**About this task**
Identify the lines in the data below that contain "RequestPacer" and give only how many there are.

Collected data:
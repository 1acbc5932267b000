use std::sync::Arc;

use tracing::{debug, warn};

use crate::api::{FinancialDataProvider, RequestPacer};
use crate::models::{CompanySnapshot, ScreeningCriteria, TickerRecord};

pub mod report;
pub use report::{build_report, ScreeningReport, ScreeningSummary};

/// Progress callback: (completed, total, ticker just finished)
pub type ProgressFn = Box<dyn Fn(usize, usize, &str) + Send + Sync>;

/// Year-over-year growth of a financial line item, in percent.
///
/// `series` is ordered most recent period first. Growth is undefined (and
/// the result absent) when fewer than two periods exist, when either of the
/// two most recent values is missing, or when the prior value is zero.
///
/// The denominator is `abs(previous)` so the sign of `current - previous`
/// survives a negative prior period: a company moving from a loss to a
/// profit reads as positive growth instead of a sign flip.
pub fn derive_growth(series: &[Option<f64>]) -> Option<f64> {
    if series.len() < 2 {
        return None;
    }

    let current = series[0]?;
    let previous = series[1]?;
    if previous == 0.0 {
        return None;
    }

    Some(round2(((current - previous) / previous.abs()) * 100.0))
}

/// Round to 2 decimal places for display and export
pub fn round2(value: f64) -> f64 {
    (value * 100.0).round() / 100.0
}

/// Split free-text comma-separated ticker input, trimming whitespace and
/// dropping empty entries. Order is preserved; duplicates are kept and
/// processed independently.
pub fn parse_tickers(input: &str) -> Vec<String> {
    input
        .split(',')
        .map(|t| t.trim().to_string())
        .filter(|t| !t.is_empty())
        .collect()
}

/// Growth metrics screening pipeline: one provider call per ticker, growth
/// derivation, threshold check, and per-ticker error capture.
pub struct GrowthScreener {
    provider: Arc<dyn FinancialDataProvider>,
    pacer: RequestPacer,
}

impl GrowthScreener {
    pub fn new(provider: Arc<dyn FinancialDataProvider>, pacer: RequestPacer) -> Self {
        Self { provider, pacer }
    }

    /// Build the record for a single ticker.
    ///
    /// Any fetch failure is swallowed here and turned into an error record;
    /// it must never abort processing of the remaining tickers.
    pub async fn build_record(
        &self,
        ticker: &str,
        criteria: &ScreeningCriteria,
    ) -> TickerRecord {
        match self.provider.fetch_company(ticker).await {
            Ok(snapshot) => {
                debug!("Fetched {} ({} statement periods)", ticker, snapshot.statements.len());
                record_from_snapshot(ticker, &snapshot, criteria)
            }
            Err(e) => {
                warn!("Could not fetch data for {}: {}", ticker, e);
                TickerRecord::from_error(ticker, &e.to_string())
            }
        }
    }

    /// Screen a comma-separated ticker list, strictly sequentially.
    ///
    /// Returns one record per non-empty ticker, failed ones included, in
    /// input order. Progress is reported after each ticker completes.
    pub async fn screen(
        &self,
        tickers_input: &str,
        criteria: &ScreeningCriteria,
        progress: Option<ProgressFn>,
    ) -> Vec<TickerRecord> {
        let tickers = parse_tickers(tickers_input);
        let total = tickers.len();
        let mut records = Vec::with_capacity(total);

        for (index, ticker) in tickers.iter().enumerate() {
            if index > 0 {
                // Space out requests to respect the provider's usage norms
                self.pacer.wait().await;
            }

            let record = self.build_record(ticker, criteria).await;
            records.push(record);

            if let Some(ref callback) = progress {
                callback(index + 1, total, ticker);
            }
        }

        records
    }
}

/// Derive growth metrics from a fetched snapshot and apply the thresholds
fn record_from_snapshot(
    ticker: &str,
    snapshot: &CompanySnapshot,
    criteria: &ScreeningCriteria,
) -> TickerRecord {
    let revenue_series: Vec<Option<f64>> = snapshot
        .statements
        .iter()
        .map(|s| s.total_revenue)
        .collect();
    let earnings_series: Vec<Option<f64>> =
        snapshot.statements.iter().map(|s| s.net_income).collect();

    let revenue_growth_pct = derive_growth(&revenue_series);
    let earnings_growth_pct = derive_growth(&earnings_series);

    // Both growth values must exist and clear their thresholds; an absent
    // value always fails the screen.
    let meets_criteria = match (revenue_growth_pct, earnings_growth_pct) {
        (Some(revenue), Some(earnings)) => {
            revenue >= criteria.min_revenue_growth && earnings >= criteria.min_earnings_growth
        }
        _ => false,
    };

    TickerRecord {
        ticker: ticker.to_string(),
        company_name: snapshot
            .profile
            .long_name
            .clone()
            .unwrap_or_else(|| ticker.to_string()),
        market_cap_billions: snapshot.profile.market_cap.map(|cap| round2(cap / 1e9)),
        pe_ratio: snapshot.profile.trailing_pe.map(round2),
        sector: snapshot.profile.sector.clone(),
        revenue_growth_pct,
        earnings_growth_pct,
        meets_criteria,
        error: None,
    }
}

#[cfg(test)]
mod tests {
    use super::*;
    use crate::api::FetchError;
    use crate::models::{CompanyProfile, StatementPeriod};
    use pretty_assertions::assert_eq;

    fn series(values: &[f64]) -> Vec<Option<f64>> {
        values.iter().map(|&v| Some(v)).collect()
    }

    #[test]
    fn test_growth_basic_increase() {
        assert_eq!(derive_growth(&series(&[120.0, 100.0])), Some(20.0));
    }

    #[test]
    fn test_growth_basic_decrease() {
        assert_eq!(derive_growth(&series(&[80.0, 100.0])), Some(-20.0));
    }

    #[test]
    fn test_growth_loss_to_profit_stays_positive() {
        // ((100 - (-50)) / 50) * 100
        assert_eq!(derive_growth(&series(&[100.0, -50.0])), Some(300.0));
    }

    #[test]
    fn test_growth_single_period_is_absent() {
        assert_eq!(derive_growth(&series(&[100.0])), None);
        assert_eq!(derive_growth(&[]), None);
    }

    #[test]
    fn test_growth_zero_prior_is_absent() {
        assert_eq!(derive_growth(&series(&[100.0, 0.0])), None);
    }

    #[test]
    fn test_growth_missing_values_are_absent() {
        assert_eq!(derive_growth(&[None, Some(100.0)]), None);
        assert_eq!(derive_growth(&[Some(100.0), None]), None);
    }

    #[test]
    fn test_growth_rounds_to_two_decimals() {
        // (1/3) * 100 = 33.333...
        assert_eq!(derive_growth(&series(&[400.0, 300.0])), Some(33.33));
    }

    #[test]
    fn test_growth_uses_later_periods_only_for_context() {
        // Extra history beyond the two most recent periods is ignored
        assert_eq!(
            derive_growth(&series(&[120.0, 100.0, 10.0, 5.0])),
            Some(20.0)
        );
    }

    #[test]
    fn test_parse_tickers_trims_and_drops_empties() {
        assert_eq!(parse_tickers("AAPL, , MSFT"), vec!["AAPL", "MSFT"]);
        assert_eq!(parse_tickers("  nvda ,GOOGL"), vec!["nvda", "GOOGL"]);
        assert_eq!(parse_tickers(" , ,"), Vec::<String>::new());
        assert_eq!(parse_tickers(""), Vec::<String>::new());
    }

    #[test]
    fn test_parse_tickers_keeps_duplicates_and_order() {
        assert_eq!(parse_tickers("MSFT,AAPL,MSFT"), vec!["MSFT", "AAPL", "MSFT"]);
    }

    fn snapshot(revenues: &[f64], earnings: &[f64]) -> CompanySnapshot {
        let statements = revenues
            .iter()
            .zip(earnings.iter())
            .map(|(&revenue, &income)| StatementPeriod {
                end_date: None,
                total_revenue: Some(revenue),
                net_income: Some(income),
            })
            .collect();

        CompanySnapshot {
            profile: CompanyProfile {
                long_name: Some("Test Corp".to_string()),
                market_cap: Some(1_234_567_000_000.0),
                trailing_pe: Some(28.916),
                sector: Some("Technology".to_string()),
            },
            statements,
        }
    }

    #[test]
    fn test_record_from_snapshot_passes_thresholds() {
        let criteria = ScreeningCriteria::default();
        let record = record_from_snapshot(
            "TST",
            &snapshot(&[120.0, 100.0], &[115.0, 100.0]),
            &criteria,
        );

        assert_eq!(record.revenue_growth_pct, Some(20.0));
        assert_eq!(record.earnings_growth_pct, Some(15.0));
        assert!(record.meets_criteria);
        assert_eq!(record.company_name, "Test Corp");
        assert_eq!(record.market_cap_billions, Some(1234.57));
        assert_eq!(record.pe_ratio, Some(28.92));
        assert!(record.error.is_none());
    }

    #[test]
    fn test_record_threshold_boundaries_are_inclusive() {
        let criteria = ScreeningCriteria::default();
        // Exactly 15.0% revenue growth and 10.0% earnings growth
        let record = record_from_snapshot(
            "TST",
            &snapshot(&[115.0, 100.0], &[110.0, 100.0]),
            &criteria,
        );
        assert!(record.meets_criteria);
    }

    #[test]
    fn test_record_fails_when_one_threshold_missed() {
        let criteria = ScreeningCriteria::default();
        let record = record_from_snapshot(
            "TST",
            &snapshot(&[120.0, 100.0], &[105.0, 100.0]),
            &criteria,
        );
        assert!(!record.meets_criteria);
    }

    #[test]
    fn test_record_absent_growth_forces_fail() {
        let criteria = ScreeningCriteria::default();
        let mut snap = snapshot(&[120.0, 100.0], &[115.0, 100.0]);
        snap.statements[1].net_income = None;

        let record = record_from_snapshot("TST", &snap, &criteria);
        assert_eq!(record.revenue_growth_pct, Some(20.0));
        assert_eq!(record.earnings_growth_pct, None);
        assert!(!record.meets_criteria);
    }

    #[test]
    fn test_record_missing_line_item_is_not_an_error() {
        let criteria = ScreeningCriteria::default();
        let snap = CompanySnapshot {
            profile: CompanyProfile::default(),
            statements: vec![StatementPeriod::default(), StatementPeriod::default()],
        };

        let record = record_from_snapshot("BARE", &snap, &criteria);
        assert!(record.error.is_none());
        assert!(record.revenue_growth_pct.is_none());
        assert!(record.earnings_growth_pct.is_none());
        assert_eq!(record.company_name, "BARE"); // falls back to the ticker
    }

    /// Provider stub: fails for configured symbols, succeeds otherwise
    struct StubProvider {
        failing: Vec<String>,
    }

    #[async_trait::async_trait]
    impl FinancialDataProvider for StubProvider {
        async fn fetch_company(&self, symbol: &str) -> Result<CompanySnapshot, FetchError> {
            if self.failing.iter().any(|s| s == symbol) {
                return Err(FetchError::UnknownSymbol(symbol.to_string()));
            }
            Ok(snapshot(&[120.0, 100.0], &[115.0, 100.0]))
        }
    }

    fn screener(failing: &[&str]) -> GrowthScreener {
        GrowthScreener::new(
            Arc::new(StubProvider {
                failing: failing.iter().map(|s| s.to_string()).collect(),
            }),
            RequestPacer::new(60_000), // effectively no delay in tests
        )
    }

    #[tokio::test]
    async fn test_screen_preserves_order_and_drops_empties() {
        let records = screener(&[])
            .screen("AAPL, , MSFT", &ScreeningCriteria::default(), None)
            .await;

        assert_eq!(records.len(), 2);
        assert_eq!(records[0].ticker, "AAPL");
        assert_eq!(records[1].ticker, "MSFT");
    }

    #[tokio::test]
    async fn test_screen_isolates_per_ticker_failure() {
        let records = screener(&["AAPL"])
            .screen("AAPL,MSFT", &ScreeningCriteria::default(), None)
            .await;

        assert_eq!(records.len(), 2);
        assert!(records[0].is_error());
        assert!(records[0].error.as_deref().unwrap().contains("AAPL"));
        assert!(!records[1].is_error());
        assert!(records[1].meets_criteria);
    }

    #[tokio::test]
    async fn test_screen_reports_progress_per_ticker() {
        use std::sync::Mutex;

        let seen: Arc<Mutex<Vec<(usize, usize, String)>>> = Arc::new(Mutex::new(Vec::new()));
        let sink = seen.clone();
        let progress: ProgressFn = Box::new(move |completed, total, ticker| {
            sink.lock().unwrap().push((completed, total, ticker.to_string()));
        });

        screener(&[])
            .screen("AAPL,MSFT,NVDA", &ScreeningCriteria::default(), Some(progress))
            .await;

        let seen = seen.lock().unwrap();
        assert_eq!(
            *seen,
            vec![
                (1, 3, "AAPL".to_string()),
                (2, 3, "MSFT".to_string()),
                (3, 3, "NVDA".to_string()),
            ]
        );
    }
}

**Result**
4